Though I haven’t read the book, here are a few excerpts from the prologue of MISSING OUT: IN PRAISE OF THE UNLIVED LIFE by Adam Phillips (Farrar, Straus & Giroux, 2013). Although some of you may scratch your heads as you read—Phillips is a complex, deep thinker and philosophical writer—I hope you’re able to appreciate how you can use these concepts to help in resolving your eating and body image problems.
On it being okay to want and not have what you want: “What we fantasize about, what we long for, are the experiences, the things, and the people that are absent. It is the absence of what we need that makes us think, that makes us cross and sad. But we [also] learn to live somewhere between the lives we have and the lives we would like.”

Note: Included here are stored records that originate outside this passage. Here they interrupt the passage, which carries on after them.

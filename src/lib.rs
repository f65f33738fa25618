pub mod config;
pub mod db;
pub mod entities;
pub mod errors;
pub mod events;
pub mod handlers;
pub mod migrator;
pub mod openapi;
pub mod payments;
pub mod repositories;
pub mod request_id;
pub mod services;

use axum::{extract::State, response::Json, routing::get, Router};
use chrono::Utc;
use sea_orm::DatabaseConnection;
use serde::Serialize;
use serde_json::{json, Value};
use std::sync::Arc;
use utoipa::ToSchema;

// App state definition
#[derive(Clone)]
pub struct AppState {
    pub db: Arc<DatabaseConnection>,
    pub config: config::AppConfig,
    pub event_sender: events::EventSender,
    pub services: AppServices,
}

/// Service container shared by all handlers.
#[derive(Clone)]
pub struct AppServices {
    pub checkout: Arc<services::checkout::CheckoutService>,
}

// Common response wrappers
#[derive(Serialize, ToSchema)]
pub struct ApiResponse<T> {
    pub success: bool,
    pub data: Option<T>,
    pub message: Option<String>,
    #[serde(skip_serializing_if = "Option::is_none")]
    pub meta: Option<ResponseMeta>,
}

#[derive(Serialize, ToSchema)]
pub struct ResponseMeta {
    #[serde(skip_serializing_if = "Option::is_none")]
    pub request_id: Option<String>,
    pub timestamp: String,
}

impl ResponseMeta {
    fn capture() -> Self {
        Self {
            request_id: request_id::current_request_id().map(|rid| rid.as_str().to_string()),
            timestamp: Utc::now().to_rfc3339(),
        }
    }
}

impl<T> ApiResponse<T> {
    pub fn success(data: T) -> Self {
        Self {
            success: true,
            data: Some(data),
            message: None,
            meta: Some(ResponseMeta::capture()),
        }
    }

    pub fn error(message: String) -> Self {
        Self {
            success: false,
            data: None,
            message: Some(message),
            meta: Some(ResponseMeta::capture()),
        }
    }
}

/// Standard API result type for JSON responses
pub type ApiResult<T> = Result<Json<ApiResponse<T>>, errors::ServiceError>;

pub fn api_v1_routes() -> Router<AppState> {
    // Payment webhook does not require auth, but is signature-verified
    let payment_webhook = Router::new().route(
        "/payments/webhook",
        axum::routing::post(handlers::webhooks::payment_webhook),
    );

    Router::new()
        // Status and health endpoints
        .route("/status", get(api_status))
        .route("/health", get(health_check))
        // Checkout API
        .nest("/checkout", handlers::checkout::checkout_routes())
        .merge(payment_webhook)
}

async fn api_status() -> Result<Json<ApiResponse<Value>>, errors::ServiceError> {
    let version = env!("CARGO_PKG_VERSION");
    let status_data = json!({
        "status": "ok",
        "version": version,
        "service": "storefront-checkout",
        "timestamp": chrono::Utc::now().to_rfc3339(),
        "environment": std::env::var("ENVIRONMENT").unwrap_or_else(|_| "development".to_string()),
    });

    Ok(Json(ApiResponse::success(status_data)))
}

async fn health_check(
    State(state): State<AppState>,
) -> Result<Json<ApiResponse<Value>>, errors::ServiceError> {
    let db_status = match state.db.ping().await {
        Ok(_) => "healthy",
        Err(_) => "unhealthy",
    };

    let health_data = json!({
        "status": db_status,
        "checks": {
            "database": db_status,
        },
        "timestamp": chrono::Utc::now().to_rfc3339(),
    });

    Ok(Json(ApiResponse::success(health_data)))
}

On creating the story of our lives: “There is always what will turn out to be the life we led, and the life that accompanied it, the parallel life (or lives) that never actually happened, that we lived in our minds, the wished-for life (or lives): the risks untaken and the opportunities avoided or unprovided. We refer to them as our unlived lives because somewhere we believe that they were open to us, but for some reason—and we might spend a great deal of our lived lives trying to find and give the reason—they were not possible. And what was not possible all too easily becomes the story of our lives. Indeed, our lived lives might become a protracted mourning for, or an endless tantrum about, the lives we were unable to live. We become obsessed, in a new way, by what is missing in our lives, and by what sabotages the pleasures we seek.”
On the connection between frustration and satisfaction: “Missing out on one experience, we have another one. And then the comparisons are made. We choose by exclusion. The right choice is the one that makes us lose interest in the alternatives, but we can never know beforehand which the right choice will be. When we are frustrated, the unlived life is always beckoning; the unlived life of gratified desire returns as a possibility. Waiting too long poisons desire, but waiting too little preempts it; the imagining is in the waiting…Wanting takes time; partly because it takes some time to get over the resistances to wanting, and partly because we are often unconscious of what it is that we do want. But the worst thing we can be frustrated about is frustration itself; to be deprived of frustration is to be deprived of the possibilities of satisfaction…So before our satisfaction, it is our frustration we need to turn to.”
Don’t be shy about doing a second reading to let Phillips’ concepts sink in.